Моряки, грузчики, низшие толпились на пристани, обсуждая происшествие. В конце концов сошлись на том, что парень просто сорвался со стены и разбился о скалы, и мирно разбрелись. Какой-то начальник из гарнизонных приказал забрать тело для опознания. Он намеревался заняться расследованием и запретил кораблям уходить в море, покуда что-нибудь не выяснится. В замке же лежали горы трупов, за чьи смерти не будут судить и казнить, но будут мстить на полях сражений…
***
Груженый обоз подкатил к воротам замка. Телеги остановились, и обозники как всегда крикнули: "Еда! Вино! Инструменты! Отворяй!"

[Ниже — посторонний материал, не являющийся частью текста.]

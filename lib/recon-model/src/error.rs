use thiserror::Error;

use super::Id;

#[derive(Error, Debug, PartialEq)]
pub enum ModelError {
    #[error("Reconciliation Model Error: parent directory does not exist.\nId: {parent_id}")]
    NoSuchDirectory { parent_id: Id },

    #[error("Reconciliation Model Error: no such file.\nId: {id}")]
    NoSuchFile { id: Id },

    #[error("Reconciliation Model Error: name already in use under directory.\nDirectory: {parent_id}\nName: {name}")]
    NameInUse { parent_id: Id, name: String },

    #[error("Reconciliation Model Error: directory is not empty, cannot delete.\nId: {id}")]
    DirectoryNotEmpty { id: Id },

    #[error("Reconciliation Model Error: operation is illegal against current tree.\nOperation: {op}")]
    IllegalOperation { op: String },
}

Сэр Данвельд был во Въездной башне. Он ждал этого, но, когда взглянул на веселых смуглых людей внизу, на сердце стало вдруг тяжело. Они ещё ничего не знают и не должны узнать. Во дворе лежат не убранные трупы, и если впустить обоз, то он не должен вернуться в город, иначе все раскроется, но не впустить нельзя – заподозрят недоброе. Тогда придется идти на штурм и резать весь Форт-Брейден. Жизни десяти человек стоят спокойствия города.

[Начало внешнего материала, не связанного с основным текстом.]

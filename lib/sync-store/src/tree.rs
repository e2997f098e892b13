use rusqlite::{params, Connection};

use recon_model::{CloudFile, Digests, Directory, File, Id, Tree};

use crate::error::{inerr, StoreError};
use crate::schema::TreeKind;

/// Persists `tree` as `kind`, replacing whatever was stored for it before.
/// Every file in `tree` must be [`File::Cloud`] — the saved and delta trees
/// are the only ones ever written here, and both are built from cloud
/// snapshots. Hashes are only kept for the delta tree, matching the
/// original implementation: the saved tree never needs them again once a
/// sync completes.
pub fn save_tree(conn: &mut Connection, kind: TreeKind, tree: &Tree) -> Result<(), StoreError> {
    let tx = conn.transaction().map_err(inerr("save_tree"))?;
    let tree_id = kind as i64;

    tx.execute("DELETE FROM file_nodes WHERE tree = ?1", params![tree_id])
        .map_err(inerr("save_tree"))?;
    tx.execute("DELETE FROM dir_nodes WHERE tree = ?1", params![tree_id])
        .map_err(inerr("save_tree"))?;
    if kind == TreeKind::Delta {
        tx.execute("DELETE FROM hashes", []).map_err(inerr("save_tree"))?;
    }

    for (id, file) in tree.files() {
        let cloud = file.as_cloud().ok_or_else(|| StoreError::NonCloudFile {
            id: id.as_str().to_string(),
        })?;
        tx.execute(
            "INSERT INTO file_nodes (tree, id, name, size, e_tag, c_tag, parent)
             VALUES (?1, ?2, ?3, ?4, ?5, ?6, ?7)",
            params![
                tree_id,
                cloud.id.as_str(),
                cloud.name,
                cloud.size as i64,
                cloud.e_tag,
                cloud.c_tag,
                cloud.parent.as_str(),
            ],
        )
        .map_err(inerr("save_tree"))?;

        if kind == TreeKind::Delta {
            for (algorithm, value) in &cloud.hashes {
                tx.execute(
                    "INSERT INTO hashes (id, algorithm, value) VALUES (?1, ?2, ?3)",
                    params![cloud.id.as_str(), algorithm, value],
                )
                .map_err(inerr("save_tree"))?;
            }
        }
    }

    for (id, dir) in tree.dirs() {
        tx.execute(
            "INSERT INTO dir_nodes (tree, id, name, parent) VALUES (?1, ?2, ?3, ?4)",
            params![
                tree_id,
                id.as_str(),
                dir.name,
                dir.parent.as_ref().map(Id::as_str),
            ],
        )
        .map_err(inerr("save_tree"))?;
    }

    tx.commit().map_err(inerr("save_tree"))
}

/// Loads the tree stored as `kind`, anchored at `root_id`.
pub fn load_tree(conn: &Connection, kind: TreeKind, root_id: &Id) -> Result<Tree, StoreError> {
    let tree_id = kind as i64;
    let mut tree = Tree::new(root_id.clone());

    let mut file_stmt = conn
        .prepare("SELECT id, name, size, e_tag, c_tag, parent FROM file_nodes WHERE tree = ?1")
        .map_err(inerr("load_tree"))?;
    let mut hash_stmt = conn
        .prepare("SELECT algorithm, value FROM hashes WHERE id = ?1")
        .map_err(inerr("load_tree"))?;

    let rows = file_stmt
        .query_map(params![tree_id], |row| {
            Ok((
                row.get::<_, String>(0)?,
                row.get::<_, String>(1)?,
                row.get::<_, i64>(2)?,
                row.get::<_, String>(3)?,
                row.get::<_, String>(4)?,
                row.get::<_, String>(5)?,
            ))
        })
        .map_err(inerr("load_tree"))?;

    for row in rows {
        let (id, name, size, e_tag, c_tag, parent) = row.map_err(inerr("load_tree"))?;
        let hashes: Digests = if kind == TreeKind::Delta {
            hash_stmt
                .query_map(params![id], |row| Ok((row.get::<_, String>(0)?, row.get::<_, String>(1)?)))
                .map_err(inerr("load_tree"))?
                .collect::<Result<_, _>>()
                .map_err(inerr("load_tree"))?
        } else {
            Digests::new()
        };
        tree.files_mut().insert(
            Id::real(&id),
            File::Cloud(CloudFile {
                id: Id::real(id),
                name,
                parent: Id::real(parent),
                size: size as u64,
                e_tag,
                c_tag,
                hashes,
            }),
        );
    }

    let mut dir_stmt = conn
        .prepare("SELECT id, name, parent FROM dir_nodes WHERE tree = ?1")
        .map_err(inerr("load_tree"))?;
    let dir_rows = dir_stmt
        .query_map(params![tree_id], |row| {
            Ok((
                row.get::<_, String>(0)?,
                row.get::<_, Option<String>>(1)?,
                row.get::<_, Option<String>>(2)?,
            ))
        })
        .map_err(inerr("load_tree"))?;

    for row in dir_rows {
        let (id, name, parent) = row.map_err(inerr("load_tree"))?;
        let dir = match (name, parent) {
            (Some(name), Some(parent)) => Directory::new(Id::real(&id), name, Id::real(parent)),
            _ => Directory::root(Id::real(&id)),
        };
        tree.dirs_mut().insert(Id::real(id), dir);
    }

    tree.reconstruct_by_parents();
    Ok(tree)
}

#[cfg(test)]
mod tests {
    use super::*;
    use crate::schema::open_in_memory;
    use std::collections::BTreeMap;

    fn sample_tree() -> Tree {
        let root = Id::real("root");
        let mut tree = Tree::new(root.clone());
        tree.dirs_mut()
            .insert(Id::real("d1"), Directory::new(Id::real("d1"), "sub", root.clone()));
        let mut hashes = BTreeMap::new();
        hashes.insert("sha1Hash".to_string(), "ABC123".to_string());
        tree.files_mut().insert(
            Id::real("f1"),
            File::Cloud(CloudFile {
                id: Id::real("f1"),
                name: "a.txt".into(),
                parent: Id::real("d1"),
                size: 10,
                e_tag: "e".into(),
                c_tag: "c".into(),
                hashes,
            }),
        );
        tree.reconstruct_by_parents();
        tree
    }

    #[test]
    fn saved_tree_roundtrips_without_hashes() {
        let mut conn = open_in_memory().unwrap();
        let original = sample_tree();
        save_tree(&mut conn, TreeKind::Saved, &original).unwrap();
        let loaded = load_tree(&conn, TreeKind::Saved, &Id::real("root")).unwrap();
        assert!(original.equals(&loaded));
        let file = loaded.files().get(&Id::real("f1")).unwrap().as_cloud().unwrap();
        assert!(file.hashes.is_empty());
    }

    #[test]
    fn delta_tree_roundtrips_with_hashes() {
        let mut conn = open_in_memory().unwrap();
        let original = sample_tree();
        save_tree(&mut conn, TreeKind::Delta, &original).unwrap();
        let loaded = load_tree(&conn, TreeKind::Delta, &Id::real("root")).unwrap();
        assert!(original.equals(&loaded));
        let file = loaded.files().get(&Id::real("f1")).unwrap().as_cloud().unwrap();
        assert_eq!(file.hashes.get("sha1Hash"), Some(&"ABC123".to_string()));
    }

    #[test]
    fn saving_a_bare_file_is_rejected() {
        let mut conn = open_in_memory().unwrap();
        let mut tree = Tree::new(Id::real("root"));
        tree.files_mut().insert(
            Id::real("f1"),
            File::Bare {
                id: Id::real("f1"),
                name: "a".into(),
                parent: Id::real("root"),
                size: 0,
            },
        );
        assert!(save_tree(&mut conn, TreeKind::Saved, &tree).is_err());
    }
}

– Отворяй! – Данвельд махнул рукой. Судьба этих довольных людей, не один год привозивших ему еду, бумагу, одежду, была решена.
Тяжелые створки нехотя распахнулись, впуская обоз, и стражники стыдливо отступили в тень. Телеги поскрипывая колесами протиснулись внутрь.
Наткнувшись на труп, брошенный у самых ворот, лошадь невольно остановилась. Обозник охнул: ловкие руки стащили его и прижали к земле. Ворота с шумом захлопнулись, отрезав приехавших от внешнего мира. Грозные молчаливые гхалхалтары заламывали людей, гоня их вперед, во двор, где оставались жуткие следы ночной бойни. Сэр Данвельд сошел к ним:
– Убить, еду раздать.
– Стойте!
Перепуганные обозники с надеждой взглянули туда, откуда донесся властный голос – статный седовласый гхалхалтар не спеша подошел к ним:
– Отпустить. Здесь и так слишком много крови.
Солдаты безропотно повиновались, сэр Данвельд не посмел возразить. Люди даже не удивились, когда освободитель обратился к ним на их родном языке:
– Я – Хамрак Великий. Вы называете меня Ужасным.
Обозники ошарашено озирались по сторонам, наталкиваясь на жесткий взгляд бессмертного, на трупы, вокруг которых уже толпились алчные твари, прибывшие с Южного континента.